> WHAT TO PRODUCE
Search the listing for the word "tNOUN". Copy every line where it is found.
___
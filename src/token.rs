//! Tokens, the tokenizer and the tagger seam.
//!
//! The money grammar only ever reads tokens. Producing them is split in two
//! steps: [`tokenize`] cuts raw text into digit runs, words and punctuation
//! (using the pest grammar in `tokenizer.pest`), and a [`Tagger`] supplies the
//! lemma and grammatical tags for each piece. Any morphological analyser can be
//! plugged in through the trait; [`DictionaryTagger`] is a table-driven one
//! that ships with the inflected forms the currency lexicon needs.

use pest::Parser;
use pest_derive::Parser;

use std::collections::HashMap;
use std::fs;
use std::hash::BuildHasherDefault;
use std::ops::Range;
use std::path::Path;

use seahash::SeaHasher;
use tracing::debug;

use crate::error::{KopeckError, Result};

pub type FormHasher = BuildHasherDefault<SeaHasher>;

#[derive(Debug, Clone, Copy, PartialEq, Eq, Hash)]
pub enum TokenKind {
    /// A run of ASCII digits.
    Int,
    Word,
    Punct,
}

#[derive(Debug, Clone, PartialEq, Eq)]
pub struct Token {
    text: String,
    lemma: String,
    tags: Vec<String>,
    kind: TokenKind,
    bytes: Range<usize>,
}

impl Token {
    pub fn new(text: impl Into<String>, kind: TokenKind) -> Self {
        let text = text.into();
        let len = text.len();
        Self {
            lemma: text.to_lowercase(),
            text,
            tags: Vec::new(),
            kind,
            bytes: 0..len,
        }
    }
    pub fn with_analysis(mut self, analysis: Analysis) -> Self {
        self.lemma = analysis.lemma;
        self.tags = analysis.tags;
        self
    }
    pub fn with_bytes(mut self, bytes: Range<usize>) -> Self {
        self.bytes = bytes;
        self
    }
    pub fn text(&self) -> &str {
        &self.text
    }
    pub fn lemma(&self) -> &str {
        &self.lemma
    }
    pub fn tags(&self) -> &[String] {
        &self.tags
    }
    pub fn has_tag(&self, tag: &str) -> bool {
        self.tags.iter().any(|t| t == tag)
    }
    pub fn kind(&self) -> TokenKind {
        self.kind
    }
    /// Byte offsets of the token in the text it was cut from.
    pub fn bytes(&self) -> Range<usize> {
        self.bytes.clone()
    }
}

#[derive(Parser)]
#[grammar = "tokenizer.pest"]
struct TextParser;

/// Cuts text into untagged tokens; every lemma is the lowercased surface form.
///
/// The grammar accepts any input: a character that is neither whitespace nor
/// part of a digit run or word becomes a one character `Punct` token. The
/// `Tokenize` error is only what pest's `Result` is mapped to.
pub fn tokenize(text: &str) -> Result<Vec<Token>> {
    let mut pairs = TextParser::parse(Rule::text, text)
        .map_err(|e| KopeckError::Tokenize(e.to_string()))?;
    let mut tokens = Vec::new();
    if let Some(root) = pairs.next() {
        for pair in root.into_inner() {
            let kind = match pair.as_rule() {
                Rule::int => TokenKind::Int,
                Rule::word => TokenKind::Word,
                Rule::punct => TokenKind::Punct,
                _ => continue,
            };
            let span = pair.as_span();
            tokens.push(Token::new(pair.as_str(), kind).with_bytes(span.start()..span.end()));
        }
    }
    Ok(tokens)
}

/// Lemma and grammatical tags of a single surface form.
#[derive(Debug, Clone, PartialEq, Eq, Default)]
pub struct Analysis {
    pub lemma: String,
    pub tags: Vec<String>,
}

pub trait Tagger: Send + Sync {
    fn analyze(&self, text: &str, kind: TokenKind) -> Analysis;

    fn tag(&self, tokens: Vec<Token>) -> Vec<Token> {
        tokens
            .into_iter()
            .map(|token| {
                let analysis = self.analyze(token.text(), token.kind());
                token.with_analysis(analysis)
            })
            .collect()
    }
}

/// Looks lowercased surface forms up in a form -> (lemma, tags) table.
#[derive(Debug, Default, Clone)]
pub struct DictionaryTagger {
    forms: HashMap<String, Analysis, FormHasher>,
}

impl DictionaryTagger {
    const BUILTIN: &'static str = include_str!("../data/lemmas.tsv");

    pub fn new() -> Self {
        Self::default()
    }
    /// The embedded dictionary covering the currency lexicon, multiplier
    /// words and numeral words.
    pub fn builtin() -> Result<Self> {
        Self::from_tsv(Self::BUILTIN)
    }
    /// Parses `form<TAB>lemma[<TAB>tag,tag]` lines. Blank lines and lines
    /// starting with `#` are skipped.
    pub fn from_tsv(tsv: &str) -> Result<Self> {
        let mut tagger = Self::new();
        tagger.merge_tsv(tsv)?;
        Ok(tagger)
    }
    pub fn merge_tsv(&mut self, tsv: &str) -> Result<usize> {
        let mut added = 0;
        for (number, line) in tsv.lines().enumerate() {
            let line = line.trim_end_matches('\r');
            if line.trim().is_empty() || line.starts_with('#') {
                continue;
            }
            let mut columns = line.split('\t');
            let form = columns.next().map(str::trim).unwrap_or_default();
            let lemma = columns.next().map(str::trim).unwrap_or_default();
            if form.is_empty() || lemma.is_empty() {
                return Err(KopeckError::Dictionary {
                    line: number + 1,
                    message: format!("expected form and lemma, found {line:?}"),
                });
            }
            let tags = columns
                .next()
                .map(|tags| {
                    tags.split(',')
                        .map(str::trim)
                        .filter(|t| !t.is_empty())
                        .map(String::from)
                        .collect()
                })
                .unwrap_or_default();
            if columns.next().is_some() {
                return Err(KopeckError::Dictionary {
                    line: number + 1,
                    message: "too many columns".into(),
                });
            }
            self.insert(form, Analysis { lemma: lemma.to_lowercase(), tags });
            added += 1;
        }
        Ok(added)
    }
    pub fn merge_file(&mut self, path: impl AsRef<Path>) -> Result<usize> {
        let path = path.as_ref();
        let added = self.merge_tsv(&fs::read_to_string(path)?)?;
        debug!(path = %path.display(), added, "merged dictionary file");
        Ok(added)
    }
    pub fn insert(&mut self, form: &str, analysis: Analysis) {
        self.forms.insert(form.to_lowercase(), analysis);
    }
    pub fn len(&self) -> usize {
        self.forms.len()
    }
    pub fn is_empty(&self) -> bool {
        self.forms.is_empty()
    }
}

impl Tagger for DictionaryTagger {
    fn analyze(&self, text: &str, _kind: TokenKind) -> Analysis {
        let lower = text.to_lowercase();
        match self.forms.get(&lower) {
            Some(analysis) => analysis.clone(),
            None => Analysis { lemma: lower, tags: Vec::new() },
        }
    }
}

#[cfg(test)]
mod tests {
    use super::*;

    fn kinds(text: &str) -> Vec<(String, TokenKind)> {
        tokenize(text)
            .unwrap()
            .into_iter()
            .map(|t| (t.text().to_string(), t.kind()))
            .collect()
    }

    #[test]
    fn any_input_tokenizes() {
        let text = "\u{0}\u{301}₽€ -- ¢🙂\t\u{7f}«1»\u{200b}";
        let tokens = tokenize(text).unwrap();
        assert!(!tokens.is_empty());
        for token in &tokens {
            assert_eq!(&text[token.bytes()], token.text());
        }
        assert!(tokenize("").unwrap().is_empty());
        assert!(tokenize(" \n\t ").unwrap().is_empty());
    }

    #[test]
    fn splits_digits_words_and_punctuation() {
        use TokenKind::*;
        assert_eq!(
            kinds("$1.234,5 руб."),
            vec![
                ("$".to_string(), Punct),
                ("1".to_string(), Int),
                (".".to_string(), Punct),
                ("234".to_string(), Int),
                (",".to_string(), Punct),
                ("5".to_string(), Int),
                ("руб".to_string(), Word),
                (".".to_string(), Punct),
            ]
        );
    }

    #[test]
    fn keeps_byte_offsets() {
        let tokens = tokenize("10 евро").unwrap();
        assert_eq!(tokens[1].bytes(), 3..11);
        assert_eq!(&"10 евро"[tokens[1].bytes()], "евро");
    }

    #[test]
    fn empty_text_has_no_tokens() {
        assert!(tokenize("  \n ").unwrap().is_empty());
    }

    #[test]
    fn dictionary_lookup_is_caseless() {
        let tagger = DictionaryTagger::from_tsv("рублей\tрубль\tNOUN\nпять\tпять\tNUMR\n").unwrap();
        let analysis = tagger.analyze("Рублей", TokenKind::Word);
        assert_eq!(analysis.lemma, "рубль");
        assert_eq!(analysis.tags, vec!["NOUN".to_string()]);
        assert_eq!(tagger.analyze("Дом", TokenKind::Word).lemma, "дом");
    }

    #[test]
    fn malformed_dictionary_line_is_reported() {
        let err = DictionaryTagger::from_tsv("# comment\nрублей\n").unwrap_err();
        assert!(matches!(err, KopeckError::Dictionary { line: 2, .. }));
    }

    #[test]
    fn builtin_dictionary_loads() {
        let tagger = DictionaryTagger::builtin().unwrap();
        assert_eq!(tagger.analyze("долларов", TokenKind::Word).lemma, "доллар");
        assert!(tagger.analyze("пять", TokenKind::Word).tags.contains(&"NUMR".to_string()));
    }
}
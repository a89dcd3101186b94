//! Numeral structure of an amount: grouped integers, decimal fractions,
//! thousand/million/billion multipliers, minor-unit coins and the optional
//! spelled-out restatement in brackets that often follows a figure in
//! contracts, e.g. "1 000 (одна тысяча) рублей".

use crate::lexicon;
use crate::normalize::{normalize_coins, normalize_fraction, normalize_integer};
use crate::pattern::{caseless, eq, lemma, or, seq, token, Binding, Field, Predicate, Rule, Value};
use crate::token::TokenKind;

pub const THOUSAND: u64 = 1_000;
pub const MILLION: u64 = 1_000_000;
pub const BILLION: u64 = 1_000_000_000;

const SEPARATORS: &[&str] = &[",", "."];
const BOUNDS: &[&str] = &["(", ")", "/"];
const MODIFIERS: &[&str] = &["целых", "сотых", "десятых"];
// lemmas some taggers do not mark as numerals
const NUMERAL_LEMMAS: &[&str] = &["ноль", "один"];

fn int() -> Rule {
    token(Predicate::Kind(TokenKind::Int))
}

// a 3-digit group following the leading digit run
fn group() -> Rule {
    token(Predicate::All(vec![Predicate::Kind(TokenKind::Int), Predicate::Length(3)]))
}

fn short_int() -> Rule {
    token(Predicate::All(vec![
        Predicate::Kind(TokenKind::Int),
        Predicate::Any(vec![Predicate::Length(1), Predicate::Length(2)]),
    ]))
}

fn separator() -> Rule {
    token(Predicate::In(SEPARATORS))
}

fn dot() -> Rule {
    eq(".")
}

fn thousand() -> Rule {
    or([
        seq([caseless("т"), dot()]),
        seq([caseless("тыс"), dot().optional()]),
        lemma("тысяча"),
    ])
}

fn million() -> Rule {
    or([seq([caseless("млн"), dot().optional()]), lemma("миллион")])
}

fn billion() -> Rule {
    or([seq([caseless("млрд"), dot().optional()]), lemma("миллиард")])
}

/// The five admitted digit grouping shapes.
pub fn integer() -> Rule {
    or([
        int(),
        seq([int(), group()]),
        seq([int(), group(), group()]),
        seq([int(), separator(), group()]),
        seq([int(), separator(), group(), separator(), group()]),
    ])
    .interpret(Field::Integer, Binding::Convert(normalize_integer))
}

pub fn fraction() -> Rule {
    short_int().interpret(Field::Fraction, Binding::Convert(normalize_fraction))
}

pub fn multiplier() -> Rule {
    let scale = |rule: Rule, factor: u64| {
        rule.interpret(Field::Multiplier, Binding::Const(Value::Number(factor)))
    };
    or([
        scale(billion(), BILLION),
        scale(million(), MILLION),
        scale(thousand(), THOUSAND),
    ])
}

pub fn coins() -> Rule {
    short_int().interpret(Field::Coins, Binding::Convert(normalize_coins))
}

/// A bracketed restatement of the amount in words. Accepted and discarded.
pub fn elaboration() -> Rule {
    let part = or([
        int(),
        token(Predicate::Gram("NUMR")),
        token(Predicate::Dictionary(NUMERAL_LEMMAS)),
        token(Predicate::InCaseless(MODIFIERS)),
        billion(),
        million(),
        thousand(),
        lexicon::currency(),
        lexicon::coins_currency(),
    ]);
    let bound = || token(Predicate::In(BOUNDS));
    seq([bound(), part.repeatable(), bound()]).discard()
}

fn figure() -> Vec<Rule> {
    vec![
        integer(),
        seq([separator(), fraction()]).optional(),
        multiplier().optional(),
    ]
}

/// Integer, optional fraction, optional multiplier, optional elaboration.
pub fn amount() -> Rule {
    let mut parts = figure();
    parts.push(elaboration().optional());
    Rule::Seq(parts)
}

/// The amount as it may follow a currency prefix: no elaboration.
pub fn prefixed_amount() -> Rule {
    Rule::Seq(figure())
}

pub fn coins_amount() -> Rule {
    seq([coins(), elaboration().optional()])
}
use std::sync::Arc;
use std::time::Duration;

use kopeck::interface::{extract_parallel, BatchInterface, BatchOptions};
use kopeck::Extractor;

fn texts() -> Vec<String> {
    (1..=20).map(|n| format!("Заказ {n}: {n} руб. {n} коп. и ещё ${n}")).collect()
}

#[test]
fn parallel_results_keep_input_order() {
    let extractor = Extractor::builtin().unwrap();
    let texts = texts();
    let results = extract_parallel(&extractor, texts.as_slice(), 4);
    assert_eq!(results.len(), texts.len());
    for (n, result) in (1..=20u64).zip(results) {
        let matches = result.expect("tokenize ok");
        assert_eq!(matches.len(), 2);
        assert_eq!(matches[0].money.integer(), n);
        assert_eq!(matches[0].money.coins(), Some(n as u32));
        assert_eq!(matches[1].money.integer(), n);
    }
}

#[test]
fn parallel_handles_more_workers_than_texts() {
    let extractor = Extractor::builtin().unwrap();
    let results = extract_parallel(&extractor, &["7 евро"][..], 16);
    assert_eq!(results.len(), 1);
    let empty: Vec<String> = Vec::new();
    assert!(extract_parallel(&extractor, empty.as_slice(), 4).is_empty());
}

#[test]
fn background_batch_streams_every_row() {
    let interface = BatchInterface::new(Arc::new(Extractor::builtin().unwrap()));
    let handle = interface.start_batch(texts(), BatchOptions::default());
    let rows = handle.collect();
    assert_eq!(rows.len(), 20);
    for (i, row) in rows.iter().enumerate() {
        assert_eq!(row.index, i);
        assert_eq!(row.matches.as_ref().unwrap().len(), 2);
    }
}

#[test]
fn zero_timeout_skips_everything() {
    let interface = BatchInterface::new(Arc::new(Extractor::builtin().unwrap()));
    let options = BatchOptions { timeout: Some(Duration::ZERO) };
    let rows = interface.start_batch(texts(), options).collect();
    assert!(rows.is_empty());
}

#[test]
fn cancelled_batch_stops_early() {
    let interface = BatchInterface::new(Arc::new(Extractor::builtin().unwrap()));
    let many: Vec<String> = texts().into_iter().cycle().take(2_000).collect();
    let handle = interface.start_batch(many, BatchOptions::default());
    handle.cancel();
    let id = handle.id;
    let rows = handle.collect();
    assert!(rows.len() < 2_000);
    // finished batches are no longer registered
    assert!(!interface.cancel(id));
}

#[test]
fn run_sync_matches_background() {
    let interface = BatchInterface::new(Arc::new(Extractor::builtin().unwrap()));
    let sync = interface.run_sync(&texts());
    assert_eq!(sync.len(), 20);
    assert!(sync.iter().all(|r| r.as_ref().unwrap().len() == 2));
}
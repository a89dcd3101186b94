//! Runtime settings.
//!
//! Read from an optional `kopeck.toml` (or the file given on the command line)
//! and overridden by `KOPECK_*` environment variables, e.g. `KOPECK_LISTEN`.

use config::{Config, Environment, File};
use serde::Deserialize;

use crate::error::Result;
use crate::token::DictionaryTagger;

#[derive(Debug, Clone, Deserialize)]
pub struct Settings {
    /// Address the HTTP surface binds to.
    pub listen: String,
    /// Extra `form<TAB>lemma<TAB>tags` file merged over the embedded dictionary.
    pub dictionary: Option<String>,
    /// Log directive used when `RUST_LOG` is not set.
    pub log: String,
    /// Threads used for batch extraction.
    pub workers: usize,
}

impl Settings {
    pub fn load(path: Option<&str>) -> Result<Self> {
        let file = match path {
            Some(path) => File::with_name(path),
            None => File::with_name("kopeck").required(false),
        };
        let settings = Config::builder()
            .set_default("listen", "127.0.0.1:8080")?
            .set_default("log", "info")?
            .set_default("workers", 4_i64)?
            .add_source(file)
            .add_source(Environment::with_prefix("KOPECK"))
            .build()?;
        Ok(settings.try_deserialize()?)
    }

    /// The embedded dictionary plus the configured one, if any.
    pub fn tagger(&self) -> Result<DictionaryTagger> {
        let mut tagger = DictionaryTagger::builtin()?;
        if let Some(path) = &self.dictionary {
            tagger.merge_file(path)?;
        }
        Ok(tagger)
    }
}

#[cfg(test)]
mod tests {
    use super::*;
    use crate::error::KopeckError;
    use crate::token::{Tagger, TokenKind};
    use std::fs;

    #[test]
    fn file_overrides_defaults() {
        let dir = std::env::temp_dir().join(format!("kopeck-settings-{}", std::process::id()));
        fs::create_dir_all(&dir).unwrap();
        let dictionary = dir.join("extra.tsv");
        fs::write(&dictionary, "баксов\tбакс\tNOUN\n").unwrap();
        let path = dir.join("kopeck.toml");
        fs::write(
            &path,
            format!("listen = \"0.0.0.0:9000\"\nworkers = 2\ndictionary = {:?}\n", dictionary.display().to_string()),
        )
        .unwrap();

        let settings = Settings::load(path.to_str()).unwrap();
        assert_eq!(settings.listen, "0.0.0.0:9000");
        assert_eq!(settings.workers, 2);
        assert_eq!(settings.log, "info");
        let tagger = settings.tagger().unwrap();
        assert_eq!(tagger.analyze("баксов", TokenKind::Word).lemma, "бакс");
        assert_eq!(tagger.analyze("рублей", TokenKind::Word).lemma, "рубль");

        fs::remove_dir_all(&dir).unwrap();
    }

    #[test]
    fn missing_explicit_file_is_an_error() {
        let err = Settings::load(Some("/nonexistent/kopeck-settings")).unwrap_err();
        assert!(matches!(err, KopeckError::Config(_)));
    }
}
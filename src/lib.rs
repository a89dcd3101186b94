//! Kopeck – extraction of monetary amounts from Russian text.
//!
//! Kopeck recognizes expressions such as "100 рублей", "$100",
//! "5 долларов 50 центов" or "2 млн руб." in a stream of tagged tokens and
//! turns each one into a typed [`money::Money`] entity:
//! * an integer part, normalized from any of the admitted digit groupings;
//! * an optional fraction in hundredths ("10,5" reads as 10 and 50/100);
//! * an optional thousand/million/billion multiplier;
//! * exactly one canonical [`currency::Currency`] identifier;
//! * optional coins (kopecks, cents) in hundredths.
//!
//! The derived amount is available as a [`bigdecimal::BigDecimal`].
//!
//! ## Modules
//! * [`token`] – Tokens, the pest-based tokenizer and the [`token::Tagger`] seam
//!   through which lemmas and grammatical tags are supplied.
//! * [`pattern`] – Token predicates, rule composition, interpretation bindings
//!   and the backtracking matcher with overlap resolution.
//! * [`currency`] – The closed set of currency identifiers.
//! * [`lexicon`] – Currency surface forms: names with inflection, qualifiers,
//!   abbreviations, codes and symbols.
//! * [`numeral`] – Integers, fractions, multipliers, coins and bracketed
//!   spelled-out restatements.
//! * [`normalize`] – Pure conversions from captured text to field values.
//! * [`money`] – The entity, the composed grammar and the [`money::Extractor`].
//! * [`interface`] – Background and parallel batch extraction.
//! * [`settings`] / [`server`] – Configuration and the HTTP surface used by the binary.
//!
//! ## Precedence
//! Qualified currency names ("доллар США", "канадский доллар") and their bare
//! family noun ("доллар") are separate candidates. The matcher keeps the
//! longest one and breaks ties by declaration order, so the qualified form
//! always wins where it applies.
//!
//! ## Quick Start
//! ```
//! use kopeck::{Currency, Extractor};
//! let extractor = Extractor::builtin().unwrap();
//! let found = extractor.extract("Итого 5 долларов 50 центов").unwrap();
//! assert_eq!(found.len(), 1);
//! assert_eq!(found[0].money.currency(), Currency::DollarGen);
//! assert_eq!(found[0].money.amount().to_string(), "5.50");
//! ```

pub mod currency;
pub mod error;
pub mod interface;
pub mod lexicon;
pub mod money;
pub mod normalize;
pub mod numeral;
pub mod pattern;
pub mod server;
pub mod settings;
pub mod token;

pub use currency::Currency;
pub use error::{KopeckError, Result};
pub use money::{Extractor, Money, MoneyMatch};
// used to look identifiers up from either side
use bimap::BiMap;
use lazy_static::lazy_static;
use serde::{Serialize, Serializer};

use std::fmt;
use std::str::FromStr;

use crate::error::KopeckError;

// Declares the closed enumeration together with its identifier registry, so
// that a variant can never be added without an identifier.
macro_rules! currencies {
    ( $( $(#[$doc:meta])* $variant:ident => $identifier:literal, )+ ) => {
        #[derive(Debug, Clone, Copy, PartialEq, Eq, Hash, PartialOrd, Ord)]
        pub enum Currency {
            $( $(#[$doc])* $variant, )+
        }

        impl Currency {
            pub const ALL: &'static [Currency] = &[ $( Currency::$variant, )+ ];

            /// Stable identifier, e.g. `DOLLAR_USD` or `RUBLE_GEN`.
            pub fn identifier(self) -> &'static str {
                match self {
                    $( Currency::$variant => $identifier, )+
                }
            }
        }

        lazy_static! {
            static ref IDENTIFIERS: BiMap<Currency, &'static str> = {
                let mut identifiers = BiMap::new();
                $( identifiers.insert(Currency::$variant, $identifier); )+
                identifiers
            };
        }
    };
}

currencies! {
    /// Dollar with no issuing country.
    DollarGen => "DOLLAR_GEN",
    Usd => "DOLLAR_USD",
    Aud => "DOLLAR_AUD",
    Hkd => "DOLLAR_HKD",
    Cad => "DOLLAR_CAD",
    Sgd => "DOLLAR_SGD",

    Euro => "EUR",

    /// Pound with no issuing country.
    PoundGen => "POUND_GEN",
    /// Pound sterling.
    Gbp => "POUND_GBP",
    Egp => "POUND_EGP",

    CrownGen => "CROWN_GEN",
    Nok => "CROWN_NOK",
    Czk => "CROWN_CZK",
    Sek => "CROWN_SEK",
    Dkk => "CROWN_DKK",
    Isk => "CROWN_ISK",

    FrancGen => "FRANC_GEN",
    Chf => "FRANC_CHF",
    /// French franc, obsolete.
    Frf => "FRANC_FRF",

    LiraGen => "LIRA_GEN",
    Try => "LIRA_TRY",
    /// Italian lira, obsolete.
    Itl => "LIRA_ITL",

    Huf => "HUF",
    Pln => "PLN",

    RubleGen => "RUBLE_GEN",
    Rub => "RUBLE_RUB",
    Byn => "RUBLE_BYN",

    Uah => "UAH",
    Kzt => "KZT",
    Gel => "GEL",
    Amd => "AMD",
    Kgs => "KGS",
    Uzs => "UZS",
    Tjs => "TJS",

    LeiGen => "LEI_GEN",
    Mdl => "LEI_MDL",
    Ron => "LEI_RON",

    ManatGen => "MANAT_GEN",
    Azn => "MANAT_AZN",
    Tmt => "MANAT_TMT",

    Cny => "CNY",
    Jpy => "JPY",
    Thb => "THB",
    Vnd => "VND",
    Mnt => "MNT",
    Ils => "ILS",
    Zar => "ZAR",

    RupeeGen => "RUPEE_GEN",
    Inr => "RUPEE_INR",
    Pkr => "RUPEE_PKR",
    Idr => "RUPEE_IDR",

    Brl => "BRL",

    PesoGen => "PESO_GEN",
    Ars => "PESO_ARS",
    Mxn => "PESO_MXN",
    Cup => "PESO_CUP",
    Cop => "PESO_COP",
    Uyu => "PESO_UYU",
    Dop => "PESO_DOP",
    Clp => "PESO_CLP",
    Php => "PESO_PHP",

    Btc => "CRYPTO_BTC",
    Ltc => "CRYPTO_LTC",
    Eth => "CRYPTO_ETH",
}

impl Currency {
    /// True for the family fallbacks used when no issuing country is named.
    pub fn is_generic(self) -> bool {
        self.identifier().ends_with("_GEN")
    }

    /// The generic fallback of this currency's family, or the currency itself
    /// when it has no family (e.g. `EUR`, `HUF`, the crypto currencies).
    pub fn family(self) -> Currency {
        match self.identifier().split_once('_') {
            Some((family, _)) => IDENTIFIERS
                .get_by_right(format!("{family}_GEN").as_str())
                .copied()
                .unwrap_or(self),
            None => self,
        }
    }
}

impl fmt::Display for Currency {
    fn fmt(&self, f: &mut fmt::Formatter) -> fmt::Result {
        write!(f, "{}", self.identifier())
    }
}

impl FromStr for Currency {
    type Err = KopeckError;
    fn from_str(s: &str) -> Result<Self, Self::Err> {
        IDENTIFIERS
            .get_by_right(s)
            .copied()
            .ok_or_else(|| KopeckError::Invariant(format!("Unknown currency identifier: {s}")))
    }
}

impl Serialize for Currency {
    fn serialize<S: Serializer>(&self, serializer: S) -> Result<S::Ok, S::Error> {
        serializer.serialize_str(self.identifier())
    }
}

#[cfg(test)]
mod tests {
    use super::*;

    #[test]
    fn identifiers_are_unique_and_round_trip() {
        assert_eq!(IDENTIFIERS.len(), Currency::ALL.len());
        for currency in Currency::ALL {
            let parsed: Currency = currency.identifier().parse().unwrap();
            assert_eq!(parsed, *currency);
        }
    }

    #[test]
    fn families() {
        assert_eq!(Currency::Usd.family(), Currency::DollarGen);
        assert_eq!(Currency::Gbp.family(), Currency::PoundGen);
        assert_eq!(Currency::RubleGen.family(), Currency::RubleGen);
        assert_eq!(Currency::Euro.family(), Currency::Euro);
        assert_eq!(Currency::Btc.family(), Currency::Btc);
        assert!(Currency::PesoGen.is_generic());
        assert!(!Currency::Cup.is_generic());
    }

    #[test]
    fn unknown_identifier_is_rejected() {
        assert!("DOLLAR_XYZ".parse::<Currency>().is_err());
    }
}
___
> EXERCISE OUTPUT
        let tagger = DictionaryTagger::from_tsv("рублей\tрубль\tNOUN\nпять\tпять\tNUMR\n").unwrap();
        fs::write(&dictionary, "баксов\tбакс\tNOUN\n").unwrap();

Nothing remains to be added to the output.